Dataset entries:

┄┄┄┄┄┄┄┄┄┄┄┄┄┄┄┄┄┄┄┄

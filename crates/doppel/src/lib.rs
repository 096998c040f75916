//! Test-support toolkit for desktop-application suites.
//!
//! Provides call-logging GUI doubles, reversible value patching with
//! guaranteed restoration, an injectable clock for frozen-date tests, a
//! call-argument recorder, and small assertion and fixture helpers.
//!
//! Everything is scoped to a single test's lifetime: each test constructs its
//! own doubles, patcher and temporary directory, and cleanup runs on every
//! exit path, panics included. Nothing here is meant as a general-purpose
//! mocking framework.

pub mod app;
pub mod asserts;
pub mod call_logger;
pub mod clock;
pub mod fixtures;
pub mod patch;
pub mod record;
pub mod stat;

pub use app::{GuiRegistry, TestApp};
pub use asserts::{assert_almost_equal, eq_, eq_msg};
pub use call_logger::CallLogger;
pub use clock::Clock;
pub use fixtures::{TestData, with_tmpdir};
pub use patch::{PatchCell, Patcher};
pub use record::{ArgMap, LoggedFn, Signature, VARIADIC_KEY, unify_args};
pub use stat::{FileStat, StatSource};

┄┄┄┄┄┄┄┄┄┄┄┄┄┄┄┄┄┄┄┄

== About this exercise ==
Set down precisely the lines above between the line holding "and fixture helpers." and the line holding "pub mod stat;", inclusive, and nothing beyond them.

== Exercise output ==
//! call-argument recorder, and small assertion and fixture helpers.
//!
//! Everything is scoped to a single test's lifetime: each test constructs its
//! own doubles, patcher and temporary directory, and cleanup runs on every
//! exit path, panics included. Nothing here is meant as a general-purpose
//! mocking framework.

pub mod app;
pub mod asserts;
pub mod call_logger;
pub mod clock;
pub mod fixtures;
pub mod patch;
pub mod record;
pub mod stat;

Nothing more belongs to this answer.